Collected data
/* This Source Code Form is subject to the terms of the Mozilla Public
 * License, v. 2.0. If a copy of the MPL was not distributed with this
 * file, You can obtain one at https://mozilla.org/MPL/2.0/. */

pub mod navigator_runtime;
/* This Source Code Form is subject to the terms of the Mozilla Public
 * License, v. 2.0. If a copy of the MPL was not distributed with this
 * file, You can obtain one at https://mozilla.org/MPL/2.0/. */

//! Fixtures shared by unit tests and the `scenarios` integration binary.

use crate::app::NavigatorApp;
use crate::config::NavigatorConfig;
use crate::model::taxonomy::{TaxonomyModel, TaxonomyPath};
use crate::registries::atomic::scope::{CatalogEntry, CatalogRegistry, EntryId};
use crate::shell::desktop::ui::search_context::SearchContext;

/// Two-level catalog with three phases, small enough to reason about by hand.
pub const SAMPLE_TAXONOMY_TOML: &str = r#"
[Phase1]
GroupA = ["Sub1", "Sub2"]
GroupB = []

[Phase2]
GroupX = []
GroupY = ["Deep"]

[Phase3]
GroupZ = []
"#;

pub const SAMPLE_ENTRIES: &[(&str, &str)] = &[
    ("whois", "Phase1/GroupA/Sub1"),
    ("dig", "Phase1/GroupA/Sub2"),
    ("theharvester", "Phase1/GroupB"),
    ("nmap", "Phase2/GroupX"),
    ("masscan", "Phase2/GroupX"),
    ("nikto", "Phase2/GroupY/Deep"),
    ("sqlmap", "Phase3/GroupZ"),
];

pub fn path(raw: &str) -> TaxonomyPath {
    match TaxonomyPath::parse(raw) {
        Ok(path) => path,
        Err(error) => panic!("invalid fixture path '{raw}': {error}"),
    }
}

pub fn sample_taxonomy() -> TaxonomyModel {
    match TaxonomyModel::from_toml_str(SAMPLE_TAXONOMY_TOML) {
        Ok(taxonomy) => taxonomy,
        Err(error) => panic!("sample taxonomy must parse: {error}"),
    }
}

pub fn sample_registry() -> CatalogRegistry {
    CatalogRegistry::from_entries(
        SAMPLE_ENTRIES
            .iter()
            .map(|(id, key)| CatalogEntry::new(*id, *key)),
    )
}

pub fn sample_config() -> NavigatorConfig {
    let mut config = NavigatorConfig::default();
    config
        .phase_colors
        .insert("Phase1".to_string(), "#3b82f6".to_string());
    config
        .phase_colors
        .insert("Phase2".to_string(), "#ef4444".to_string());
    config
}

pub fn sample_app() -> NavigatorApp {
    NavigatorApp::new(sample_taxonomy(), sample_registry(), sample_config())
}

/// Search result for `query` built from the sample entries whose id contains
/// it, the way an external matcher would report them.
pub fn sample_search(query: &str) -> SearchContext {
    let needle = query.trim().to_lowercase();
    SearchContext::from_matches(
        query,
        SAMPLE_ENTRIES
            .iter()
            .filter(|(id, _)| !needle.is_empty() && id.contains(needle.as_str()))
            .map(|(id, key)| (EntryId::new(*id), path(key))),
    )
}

Task to carry out
Each of the records above is to be copied exactly.

Problem solution
/* This Source Code Form is subject to the terms of the Mozilla Public
 * License, v. 2.0. If a copy of the MPL was not distributed with this
 * file, You can obtain one at https://mozilla.org/MPL/2.0/. */

pub mod navigator_runtime;
/* This Source Code Form is subject to the terms of the Mozilla Public
 * License, v. 2.0. If a copy of the MPL was not distributed with this
 * file, You can obtain one at https://mozilla.org/MPL/2.0/. */

//! Fixtures shared by unit tests and the `scenarios` integration binary.

use crate::app::NavigatorApp;
use crate::config::NavigatorConfig;
use crate::model::taxonomy::{TaxonomyModel, TaxonomyPath};
use crate::registries::atomic::scope::{CatalogEntry, CatalogRegistry, EntryId};
use crate::shell::desktop::ui::search_context::SearchContext;

/// Two-level catalog with three phases, small enough to reason about by hand.
pub const SAMPLE_TAXONOMY_TOML: &str = r#"
[Phase1]
GroupA = ["Sub1", "Sub2"]
GroupB = []

[Phase2]
GroupX = []
GroupY = ["Deep"]

[Phase3]
GroupZ = []
"#;

pub const SAMPLE_ENTRIES: &[(&str, &str)] = &[
    ("whois", "Phase1/GroupA/Sub1"),
    ("dig", "Phase1/GroupA/Sub2"),
    ("theharvester", "Phase1/GroupB"),
    ("nmap", "Phase2/GroupX"),
    ("masscan", "Phase2/GroupX"),
    ("nikto", "Phase2/GroupY/Deep"),
    ("sqlmap", "Phase3/GroupZ"),
];

pub fn path(raw: &str) -> TaxonomyPath {
    match TaxonomyPath::parse(raw) {
        Ok(path) => path,
        Err(error) => panic!("invalid fixture path '{raw}': {error}"),
    }
}

pub fn sample_taxonomy() -> TaxonomyModel {
    match TaxonomyModel::from_toml_str(SAMPLE_TAXONOMY_TOML) {
        Ok(taxonomy) => taxonomy,
        Err(error) => panic!("sample taxonomy must parse: {error}"),
    }
}

pub fn sample_registry() -> CatalogRegistry {
    CatalogRegistry::from_entries(
        SAMPLE_ENTRIES
            .iter()
            .map(|(id, key)| CatalogEntry::new(*id, *key)),
    )
}

pub fn sample_config() -> NavigatorConfig {
    let mut config = NavigatorConfig::default();
    config
        .phase_colors
        .insert("Phase1".to_string(), "#3b82f6".to_string());
    config
        .phase_colors
        .insert("Phase2".to_string(), "#ef4444".to_string());
    config
}

pub fn sample_app() -> NavigatorApp {
    NavigatorApp::new(sample_taxonomy(), sample_registry(), sample_config())
}

/// Search result for `query` built from the sample entries whose id contains
/// it, the way an external matcher would report them.
pub fn sample_search(query: &str) -> SearchContext {
    let needle = query.trim().to_lowercase();
    SearchContext::from_matches(
        query,
        SAMPLE_ENTRIES
            .iter()
            .filter(|(id, _)| !needle.is_empty() && id.contains(needle.as_str()))
            .map(|(id, key)| (EntryId::new(*id), path(key))),
    )
}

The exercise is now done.